Stories are a part of our daily lives as human beings. If we think a day has ever passed without us hearing, reading, or telling a story, it is because we do not realize it or do not understand what a story is. It is impossible to spend a day with another person and a story does not come up. Stories connect us and shape our view of the world. From childhood to adulthood, most of the information about what happened in the past, what is happening in the present, and what will possibly happen in the future has been and continues to be passed to us in form of stories. From our social activities to our news, documentaries, movies, and advertisements, stories dominate almost all forms of communication.
It is easy to look at someone else‘s life and have assumptions and stories to tell about them. But, behind what we normally see and hear about every individual are untold stories drawn from experiences that have brought the person to their present life. Regardless of how much we spend time looking into other people’s stories, we cannot run away from the fact that we have ours too. Everyone has a story to tell about their own experiences or what others have shared with us. Sometimes we find ourselves talking more about other people’s stories because we cannot stand the details of our own stories or, maybe we just admire the next person so much that we think their story is worth sharing.
Everyone has a story to tell, so what?
Recognizing that we all have our stories, both positive and negative is something we still need to normalize as people. It is something that can help improve our relationships with one another and know the right way to treat each other. Most of the problems we have as peers and families stem from the failure to understand that each person has their own journey and own story which does not have to be similar to anyone else's.

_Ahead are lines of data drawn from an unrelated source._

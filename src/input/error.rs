//! Input Handling Error Types
//!
//! Every failure a session can hit while handling one command. None of these
//! invalidate the pipeline or filter state; the only session-ending failure is
//! the transport going away.

use thiserror::Error;

use crate::cursor::PlatformError;
use crate::protocol::ProtocolError;

/// Result type for input operations
pub type Result<T> = std::result::Result<T, InputError>;

/// Input module error types
#[derive(Error, Debug, Clone, PartialEq)]
pub enum InputError {
    /// Frame could not be parsed into a command
    #[error("Malformed command: {0}")]
    MalformedCommand(#[from] ProtocolError),

    /// Click kind outside `left`, `right`, `double`
    #[error("Unknown click type: {0}")]
    UnknownClickType(String),

    /// Pointer backend failed a single operation
    #[error("Platform error: {0}")]
    Platform(#[from] PlatformError),

    /// Command stream ended with an error
    #[error("Transport terminated: {0}")]
    TransportTerminated(String),
}

/// Error classification for recovery strategies
#[derive(Debug, Clone, Copy, PartialEq, Eq, Hash)]
pub enum ErrorType {
    /// Client sent something we cannot parse
    Protocol,
    /// Parsed, but names something we do not support
    Rejected,
    /// Pointer backend errors
    Platform,
    /// Connection errors
    Transport,
}

/// Classify error for recovery strategy selection
pub fn classify_error(error: &InputError) -> ErrorType {
    match error {
        InputError::MalformedCommand(_) => ErrorType::Protocol,
        InputError::UnknownClickType(_) => ErrorType::Rejected,
        InputError::Platform(_) => ErrorType::Platform,
        InputError::TransportTerminated(_) => ErrorType::Transport,
    }
}

/// Recovery action to take after error
#[derive(Debug, Clone, Copy, PartialEq, Eq)]
pub enum RecoveryAction {
    /// Drop the command quietly
    Skip,

    /// Drop the command and surface it in the log
    Report,

    /// Stop the session loop
    EndSession,
}

/// Determine recovery action for error
pub fn recovery_action(error: &InputError) -> RecoveryAction {
    match classify_error(error) {
        ErrorType::Protocol => RecoveryAction::Skip,
        ErrorType::Rejected | ErrorType::Platform => RecoveryAction::Report,
        ErrorType::Transport => RecoveryAction::EndSession,
    }
}
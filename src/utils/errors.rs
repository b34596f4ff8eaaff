//! User-Friendly Error Formatting
//!
//! Renders fatal startup errors with troubleshooting hints.

use std::fmt::Write;

const RULE: &str = "━━━━━━━━━━━━━━━━━━━━━━━━━━━━━━━━━━━━━━━━━━━━━━━━━━━━━━━━━━";

/// Format error for user consumption
///
/// Picks a troubleshooting section from the full error chain, then appends
/// the technical details.
pub fn format_user_error(error: &anyhow::Error) -> String {
    let mut output = String::new();

    writeln!(output).ok();
    writeln!(
        output,
        "╔════════════════════════════════════════════════════════════╗"
    )
    .ok();
    writeln!(
        output,
        "║                     ERROR                                  ║"
    )
    .ok();
    writeln!(
        output,
        "╚════════════════════════════════════════════════════════════╝"
    )
    .ok();
    writeln!(output).ok();

    // Match on the whole chain; context layers often name the cause
    let chain = format!("{:#}", error);
    let lowered = chain.to_lowercase();

    if lowered.contains("bind") || lowered.contains("address") {
        format_network_error(&mut output);
    } else if lowered.contains("config") {
        format_config_error(&mut output);
    } else if lowered.contains("pointer") || lowered.contains("backend") {
        format_pointer_error(&mut output);
    } else {
        format_generic_error(&mut output, &error.to_string());
    }

    writeln!(output).ok();
    writeln!(output, "{}", RULE).ok();
    writeln!(output, "Technical Details:").ok();
    writeln!(output).ok();
    writeln!(output, "{}", chain).ok();
    writeln!(output).ok();

    writeln!(output, "{}", RULE).ok();
    writeln!(output, "Need Help?").ok();
    writeln!(
        output,
        "  - Run with --verbose for detailed logs: remote-pointer-server -vv"
    )
    .ok();
    writeln!(
        output,
        "  - Check the pointer backend alone: remote-pointer-server --self-test"
    )
    .ok();

    output
}

fn format_network_error(output: &mut String) {
    writeln!(output, "Network Binding Error").ok();
    writeln!(output).ok();
    writeln!(
        output,
        "Could not bind to the network address for client connections."
    )
    .ok();
    writeln!(output).ok();
    writeln!(output, "Common Causes:").ok();
    writeln!(output).ok();
    writeln!(output, "  1. Port 8080 already in use").ok();
    writeln!(output, "     → Check: ss -tlnp | grep 8080").ok();
    writeln!(output, "     → Stop the other process or pick another port").ok();
    writeln!(output, "     → Override: remote-pointer-server --port 8081").ok();
    writeln!(output).ok();
    writeln!(output, "  2. Permission denied (port < 1024)").ok();
    writeln!(output, "     → Use port >= 1024").ok();
    writeln!(output).ok();
    writeln!(output, "  3. Invalid listen address").ok();
    writeln!(output, "     → Should be: 'IP:PORT' like '0.0.0.0:8080'").ok();
    writeln!(output, "     → Or set POINTER_LISTEN_ADDR / POINTER_PORT").ok();
}

fn format_config_error(output: &mut String) {
    writeln!(output, "Configuration Error").ok();
    writeln!(output).ok();
    writeln!(output, "Problem with the configuration file.").ok();
    writeln!(output).ok();
    writeln!(output, "Common Causes:").ok();
    writeln!(output).ok();
    writeln!(output, "  1. Configuration file not found").ok();
    writeln!(
        output,
        "     → Specify: remote-pointer-server -c /path/to/config.toml"
    )
    .ok();
    writeln!(output, "     → Or run without -c to use built-in defaults").ok();
    writeln!(output).ok();
    writeln!(output, "  2. Invalid TOML syntax").ok();
    writeln!(output, "     → Check for typos, missing quotes, etc.").ok();
    writeln!(output).ok();
    writeln!(output, "  3. Value out of range").ok();
    writeln!(output, "     → smoothing_level must be within 0.0..=1.0").ok();
    writeln!(output, "     → speed_factor must be non-zero").ok();
    writeln!(output, "     → history_depth must be at least 1").ok();
}

fn format_pointer_error(output: &mut String) {
    writeln!(output, "Pointer Backend Error").ok();
    writeln!(output).ok();
    writeln!(output, "Could not open the pointer device.").ok();
    writeln!(output).ok();
    writeln!(output, "Common Causes:").ok();
    writeln!(output).ok();
    writeln!(output, "  1. Unsupported backend name").ok();
    writeln!(output, "     → Set [pointer] backend = \"virtual\"").ok();
    writeln!(output).ok();
    writeln!(output, "  2. Invalid screen size").ok();
    writeln!(output, "     → screen_width and screen_height must be positive").ok();
}

fn format_generic_error(output: &mut String, error: &str) {
    writeln!(output, "Server Error").ok();
    writeln!(output).ok();
    writeln!(output, "An error occurred while running the server.").ok();
    writeln!(output).ok();
    writeln!(output, "Error: {}", error).ok();
}

#[cfg(test)]
mod tests {
    use super::*;
    use anyhow::Context;

    #[test]
    fn test_format_user_error() {
        let error = anyhow::anyhow!("something unexpected");
        let formatted = format_user_error(&error);
        assert!(formatted.contains("ERROR"));
        assert!(formatted.contains("Server Error"));
        assert!(formatted.contains("something unexpected"));
    }

    #[test]
    fn test_network_error_formatting() {
        let error: anyhow::Error = std::io::Error::from(std::io::ErrorKind::AddrInUse).into();
        let error = error.context("Failed to bind 0.0.0.0:8080");
        let formatted = format_user_error(&error);
        assert!(formatted.contains("Network Binding Error"));
        assert!(formatted.contains("--port"));
    }

    #[test]
    fn test_config_error_uses_context_chain() {
        let result: anyhow::Result<()> =
            Err(anyhow::anyhow!("missing field")).context("Failed to parse config file");
        let formatted = format_user_error(&result.unwrap_err());
        assert!(formatted.contains("Configuration Error"));
        assert!(formatted.contains("missing field"));
    }

    #[test]
    fn test_pointer_error_formatting() {
        let error = anyhow::anyhow!("unsupported pointer backend: uinput");
        let formatted = format_user_error(&error);
        assert!(formatted.contains("Pointer Backend Error"));
    }
}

This often causes us to look at other people's stories as though they are bizarre and there is something wrong with the person – acceptance issues!
Maybe we need to learn to ask ourselves the following questions when we find ourselves spending too much of our energy in telling other people’s perceived stories. Do I understand enough to dwell on their story? How differently would they tell my story if they tried to do the same? How is dwelling on the person’s story helping me improve or change mine? Imagine what the world would be like if we learned to focus on our own stories, told them (stories) more that we tell other people's stories, gave others a chance to tell, and helped them improve or change their story.

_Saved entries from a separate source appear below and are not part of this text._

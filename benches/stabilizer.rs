//! Stabilization Benchmarks
//!
//! Measures the per-frame cost of the filter and of a full pipeline move
//! against an in-memory device.

use criterion::{black_box, criterion_group, criterion_main, BenchmarkId, Criterion, Throughput};
use std::time::{Duration, Instant};

use remote_pointer_server::cursor::{
    ButtonState, ClickKind, MouseButton, PlatformCursor, PlatformResult, PointerDevice,
};
use remote_pointer_server::input::{MotionConfig, MotionPipeline};
use remote_pointer_server::stabilizer::{StabilizationConfig, StabilizationFilter};

/// Device that only tracks position, so no event logging is measured
struct NullPointer {
    position: (i32, i32),
}

impl PointerDevice for NullPointer {
    fn move_absolute(&mut self, x: i32, y: i32) -> PlatformResult<()> {
        self.position = (x, y);
        Ok(())
    }
    fn move_relative(&mut self, dx: i32, dy: i32) -> PlatformResult<()> {
        self.position = (self.position.0 + dx, self.position.1 + dy);
        Ok(())
    }
    fn set_button(&mut self, _: MouseButton, _: ButtonState) -> PlatformResult<()> {
        Ok(())
    }
    fn click(&mut self, _: ClickKind) -> PlatformResult<()> {
        Ok(())
    }
    fn screen_size(&mut self) -> PlatformResult<(i32, i32)> {
        Ok((1920, 1080))
    }
    fn position(&mut self) -> PlatformResult<(i32, i32)> {
        Ok(self.position)
    }
}

/// Deltas resembling a hand-held sensor: drift, tremor and steady sweeps
fn generate_deltas(count: usize) -> Vec<(i32, i32)> {
    (0..count)
        .map(|i| match i % 8 {
            0 | 1 => (1, 0),
            2 => (12, -3),
            3 => (-11, 2),
            4 => (15, 4),
            5 => (-14, -4),
            _ => (25, 10),
        })
        .collect()
}

fn bench_filter_depths(c: &mut Criterion) {
    let mut group = c.benchmark_group("stabilizer_history_depth");
    let deltas = generate_deltas(1000);

    for depth in [3usize, 5, 10, 32] {
        group.throughput(Throughput::Elements(deltas.len() as u64));
        group.bench_with_input(BenchmarkId::new("process", depth), &depth, |b, &depth| {
            b.iter(|| {
                let t0 = Instant::now();
                let mut filter = StabilizationFilter::with_start(
                    StabilizationConfig {
                        history_depth: depth,
                        ..Default::default()
                    },
                    t0,
                );
                for (i, &(dx, dy)) in deltas.iter().enumerate() {
                    let now = t0 + Duration::from_millis(16 * (i as u64 + 1));
                    black_box(filter.process(dx, dy, now));
                }
            });
        });
    }

    group.finish();
}

fn bench_stage_cost(c: &mut Criterion) {
    let mut group = c.benchmark_group("stabilizer_stages");
    let deltas = generate_deltas(1000);

    let configs = [
        (
            "dead_zone_only",
            StabilizationConfig {
                smoothing_level: 0.0,
                jiggle_filter: false,
                anti_drift: false,
                ..Default::default()
            },
        ),
        ("all_stages", StabilizationConfig::default()),
    ];

    for (name, config) in configs {
        group.throughput(Throughput::Elements(deltas.len() as u64));
        group.bench_function(BenchmarkId::new("process", name), |b| {
            b.iter(|| {
                let t0 = Instant::now();
                let mut filter = StabilizationFilter::with_start(config.clone(), t0);
                for (i, &(dx, dy)) in deltas.iter().enumerate() {
                    let now = t0 + Duration::from_millis(16 * (i as u64 + 1));
                    black_box(filter.process(dx, dy, now));
                }
            });
        });
    }

    group.finish();
}

fn bench_pipeline_move(c: &mut Criterion) {
    let mut group = c.benchmark_group("pipeline_move");

    group.bench_function("unfiltered", |b| {
        let pointer = NullPointer {
            position: (960, 540),
        };
        let mut pipeline = MotionPipeline::new(
            PlatformCursor::new(pointer),
            MotionConfig {
                silent: true,
                ..Default::default()
            },
            None,
        );
        let mut sign = 1;
        b.iter(|| {
            sign = -sign;
            black_box(pipeline.move_by(5 * sign, 3 * sign)).ok();
        });
    });

    group.finish();
}

criterion_group!(
    benches,
    bench_filter_depths,
    bench_stage_cost,
    bench_pipeline_move
);
criterion_main!(benches);
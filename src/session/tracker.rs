//! Connection counting
//!
//! The counter is shared by every session but is independent of the cursor
//! lock. A [`ConnectionGuard`] holds one slot and releases it on drop, so a
//! session that ends by any path (close, error, panic) is always uncounted.

use std::sync::atomic::{AtomicU64, AtomicUsize, Ordering};
use std::sync::Arc;

/// Process-wide count of live sessions
#[derive(Debug, Clone, Default)]
pub struct ConnectionTracker {
    active: Arc<AtomicUsize>,
    total: Arc<AtomicU64>,
}

impl ConnectionTracker {
    /// Create an empty tracker
    pub fn new() -> Self {
        Self::default()
    }

    /// Number of sessions currently open
    pub fn active(&self) -> usize {
        self.active.load(Ordering::SeqCst)
    }

    /// Number of sessions ever opened
    pub fn total(&self) -> u64 {
        self.total.load(Ordering::SeqCst)
    }

    /// Take a slot unconditionally
    pub fn acquire(&self) -> ConnectionGuard {
        self.active.fetch_add(1, Ordering::SeqCst);
        self.guard()
    }

    /// Take a slot if fewer than `limit` are in use (0 = unlimited)
    pub fn try_acquire(&self, limit: usize) -> Option<ConnectionGuard> {
        if limit == 0 {
            return Some(self.acquire());
        }

        self.active
            .fetch_update(Ordering::SeqCst, Ordering::SeqCst, |n| {
                (n < limit).then_some(n + 1)
            })
            .ok()
            .map(|_| self.guard())
    }

    fn guard(&self) -> ConnectionGuard {
        let id = self.total.fetch_add(1, Ordering::SeqCst) + 1;
        ConnectionGuard {
            active: Arc::clone(&self.active),
            id,
        }
    }
}

/// One occupied connection slot
#[derive(Debug)]
pub struct ConnectionGuard {
    active: Arc<AtomicUsize>,
    id: u64,
}

impl ConnectionGuard {
    /// Sequential connection number, starting at 1
    pub fn id(&self) -> u64 {
        self.id
    }
}

impl Drop for ConnectionGuard {
    fn drop(&mut self) {
        self.active.fetch_sub(1, Ordering::SeqCst);
    }
}

#[cfg(test)]
mod tests {
    use super::*;

    #[test]
    fn test_guard_counts_and_releases() {
        let tracker = ConnectionTracker::new();
        let first = tracker.acquire();
        let second = tracker.acquire();
        assert_eq!(tracker.active(), 2);
        assert_eq!((first.id(), second.id()), (1, 2));

        drop(first);
        assert_eq!(tracker.active(), 1);
        drop(second);
        assert_eq!(tracker.active(), 0);
        assert_eq!(tracker.total(), 2);
    }

    #[test]
    fn test_limit_rejects_extra_connections() {
        let tracker = ConnectionTracker::new();
        let held = tracker.try_acquire(1);
        assert!(held.is_some());
        assert!(tracker.try_acquire(1).is_none());
        assert_eq!(tracker.active(), 1);

        drop(held);
        assert!(tracker.try_acquire(1).is_some());
    }

    #[test]
    fn test_zero_limit_is_unlimited() {
        let tracker = ConnectionTracker::new();
        let guards: Vec<_> = (0..10).filter_map(|_| tracker.try_acquire(0)).collect();
        assert_eq!(guards.len(), 10);
        assert_eq!(tracker.active(), 10);
    }

    #[test]
    fn test_concurrent_acquire_release() {
        let tracker = ConnectionTracker::new();
        let handles: Vec<_> = (0..8)
            .map(|_| {
                let tracker = tracker.clone();
                std::thread::spawn(move || {
                    for _ in 0..100 {
                        let _guard = tracker.acquire();
                    }
                })
            })
            .collect();

        for handle in handles {
            handle.join().unwrap();
        }
        assert_eq!(tracker.active(), 0);
        assert_eq!(tracker.total(), 800);
    }
}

Through sharing our stories, we get to understand each other better. However, this requires us to change our mindset first and learn to do it for the right reasons. Sometimes we are self-absorbed and tend to make everything all about us. This is true especially in relation to people who always want to be in the spotlight. Have you ever approached someone when you were in desperate need to be heard and just after introducing your story, the person takes over and starts telling their story instead? The person is always burning to tell his or her story and believes that they have something precious to share with others or that they need more sympathy than the other person. But, if they took the time to listen they will realize that they have so much to learn from others and that it helps them plan their responses based on the other person’s needs. Who knows, by learning to give others a chance and also be given a chance to share stories, we might discover that we are each other's solutions or can make a good team based on our shared dreams!
We have platforms where we share some aspects of our life journey and stories. However, most of our posts often omit a part of our reality for fear of being judged and also wanting to fit in. We want to live perfect lives and it is the side we want to portray to everyone. But, if we looked deep into everyone’s story we will find that even the people who are admired by the world do not have perfect lives. Some people have stories that can change our lives but they cannot share them because from where they stand, our fake stories make theirs seem not good enough. They do not want to be judged and undermined.
How about you make it part of your story enjoying every moment of your life and using your story to inspire others as you head towards your desired future. How much of our social lives would be changed for the better if we learned to tell our stories the way they are? Appreciating that life may never be completely perfect can help us create meaningful relationships, be there for one another through it all and learn to take things easy. All we need to do is understand that everyone has a story to tell, and everyone’s story can change.